Thoughts, Nonsense, Neurosis, Boom

Monday, December 26, 2005

the aftermath

YAY, christmas is over. not that i don't like christmas, i love it, i act like a kid around the holidays. but this year, after moving myself and helping my parents move, then unpacking and trying to make this place feel like home, i didn't have so much energy. and now i'm relieved for things to get back to normal.

i spent christmas at my parents' house, got a few nifty things. like a lamp, good smelly candles, some manicure whatnot, bath beads, a badass kermit the frog antenna thingy, yada ya. it's ok, i get davey's toys to play with. like a remote controlled car, game boy, DVDs, etc. for when i get over the excitement of getting a LAMP. haha.

i meant to go up there christmas eve with davey, stay the night, open gifts, eat dinner and drive back home. but near dinnertime, i checked outside and...i was fogged in. couldn't see two feet in front of me. now, i'm a bad driver under normal conditions. i like driving, i'm just crazy behind the wheel. but throw some dark and wicked fog into the mix and, man, that would just be disaster. so i stayed another damn night. i've had enough family time to last me AWHILE.

Monday, December 19, 2005

the jenny is alive

well, i'm all moved and uh....not even half unpacked.
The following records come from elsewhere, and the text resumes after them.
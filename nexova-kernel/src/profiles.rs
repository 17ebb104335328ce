/**
 * PROFILE TABLE - Valeurs nominales de télémétrie par type de machine
 *
 * Données pures : aucune logique hormis la résolution type -> profil.
 * Les types inconnus retombent sur le profil générique.
 * La config YAML peut surcharger ou ajouter des types (section `profiles`).
 */

use serde::{Deserialize, Serialize};
use std::collections::HashMap;

#[derive(Debug, Clone, Copy, PartialEq, Serialize, Deserialize)]
#[serde(rename_all = "camelCase")]
pub struct MachineProfile {
    pub baseline_voltage: f64,
    pub baseline_current: f64,
    pub base_power: f64,
    pub base_temp: f64,
    pub base_vibration: f64,
    pub base_production_rate: f64,
}

impl Default for MachineProfile {
    fn default() -> Self {
        Self {
            baseline_voltage: 400.0,
            baseline_current: 18.0,
            base_power: 7.5,
            base_temp: 50.0,
            base_vibration: 2.0,
            base_production_rate: 30.0,
        }
    }
}

#[derive(Debug, Clone)]
pub struct ProfileTable {
    profiles: HashMap<String, MachineProfile>,
    fallback: MachineProfile,
}

impl ProfileTable {
    /// Table intégrée des types connus de l'atelier
    pub fn builtin() -> Self {
        let mut profiles = HashMap::new();
        profiles.insert("CNC".to_string(), MachineProfile {
            baseline_voltage: 400.0,
            baseline_current: 24.0,
            base_power: 9.5,
            base_temp: 55.0,
            base_vibration: 2.5,
            base_production_rate: 40.0,
        });
        profiles.insert("PRESS".to_string(), MachineProfile {
            baseline_voltage: 400.0,
            baseline_current: 45.0,
            base_power: 18.0,
            base_temp: 60.0,
            base_vibration: 4.0,
            base_production_rate: 120.0,
        });
        profiles.insert("CONVEYOR".to_string(), MachineProfile {
            baseline_voltage: 230.0,
            baseline_current: 10.0,
            base_power: 2.2,
            base_temp: 38.0,
            base_vibration: 1.2,
            base_production_rate: 300.0,
        });
        profiles.insert("COMPRESSOR".to_string(), MachineProfile {
            baseline_voltage: 400.0,
            baseline_current: 32.0,
            base_power: 15.0,
            base_temp: 70.0,
            base_vibration: 3.5,
            base_production_rate: 0.0,
        });
        profiles.insert("ROBOT".to_string(), MachineProfile {
            baseline_voltage: 400.0,
            baseline_current: 12.0,
            base_power: 4.8,
            base_temp: 45.0,
            base_vibration: 1.5,
            base_production_rate: 60.0,
        });

        Self { profiles, fallback: MachineProfile::default() }
    }

    /// Table intégrée + surcharges issues de la config
    pub fn with_overrides(overrides: &HashMap<String, MachineProfile>) -> Self {
        let mut table = Self::builtin();
        for (machine_type, profile) in overrides {
            table.profiles.insert(normalize(machine_type), *profile);
        }
        table
    }

    pub fn profile_for(&self, machine_type: &str) -> &MachineProfile {
        self.profiles.get(&normalize(machine_type)).unwrap_or(&self.fallback)
    }

    pub fn entries(&self) -> &HashMap<String, MachineProfile> {
        &self.profiles
    }
}

fn normalize(machine_type: &str) -> String {
    machine_type.trim().to_ascii_uppercase()
}

#[cfg(test)]
mod tests {
    use super::*;

    #[test]
    fn test_lookup_is_case_insensitive() {
        let table = ProfileTable::builtin();
        assert_eq!(table.profile_for("cnc"), table.profile_for("CNC"));
        assert_eq!(table.profile_for(" press ").base_power, 18.0);
    }

    #[test]
    fn test_unknown_type_uses_fallback() {
        let table = ProfileTable::builtin();
        assert_eq!(*table.profile_for("LATHE"), MachineProfile::default());
    }

    #[test]
    fn test_overrides_replace_and_extend() {
        let mut overrides = HashMap::new();
        overrides.insert("cnc".to_string(), MachineProfile { base_power: 11.0, ..MachineProfile::default() });
        overrides.insert("lathe".to_string(), MachineProfile { base_temp: 42.0, ..MachineProfile::default() });

        let table = ProfileTable::with_overrides(&overrides);
        assert_eq!(table.profile_for("CNC").base_power, 11.0);
        assert_eq!(table.profile_for("LATHE").base_temp, 42.0);
        assert_eq!(table.profile_for("ROBOT").base_power, 4.8);
    }
}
SHEESH, i have too much stuff. my packrat ways are finally biting me in the ass. i dunno why i felt the need to keep every article of clothing i've ever owned, davey's too. but still, it slays being back in my own place and not being cramped into a tiny room in my parents' house anymore. even though my entire living room is crowded with boxes of things i don't need and i've yet to find a job here.

another thing that's been driving me insane was the lack of internet. i officially moved in last tuesday and only today got (gag) AOL running. i mean, i hate AOL, but at least it's something, it's my mom's account so it's free. free's always a good thing. now i don't feel AS isolated in this strange new town.

i had a dream last night about a place i just drove by for the first time today, how wicked is that. even though it was sort of a nightmare, i still took it as a sign that i belong here.

and another cool thing about this town. there is a street named Gay. when i drive davey to school, he says "mommy, this street is gay" and dammit, i can NOT keep a straight face.

Saturday, December 03, 2005

moving

sometime before christmas (geez, that's so soon) i will be moving into an apartment. or townhouse. or something very cheap. finally. already. confusion. this move to virginia that took place...a year and a half ago, it completely disoriented me. hopefully someday i will become at least somewhat oriented again, starting with this move.

and moving OUT OF TOWN actually. at first, i planned to stay in town and keep davey in the same school, until i looked around at the prices of apartments and townhomes here and about choked on my pop tart. way too expensive for a broke-ass poor single mom. so i started looking south...and more south, and more, until i decided to move an hour south of here. to the place, funny enough, i was born. i've never lived there, i was just born there in the hospital. i have family there. this is a good thing? i dunno, i'll have to see, haha.

it's cheap, though, what can i say.

so if it seems that there is a serious lack of blogging on my part, i am packing. or moving. there's not a lot that can tear me away from my laptop, but these things are inevitable. so people, just deal with it, you will not have (as much) UTTER BRILLIANCE to read from me for awhile (hah).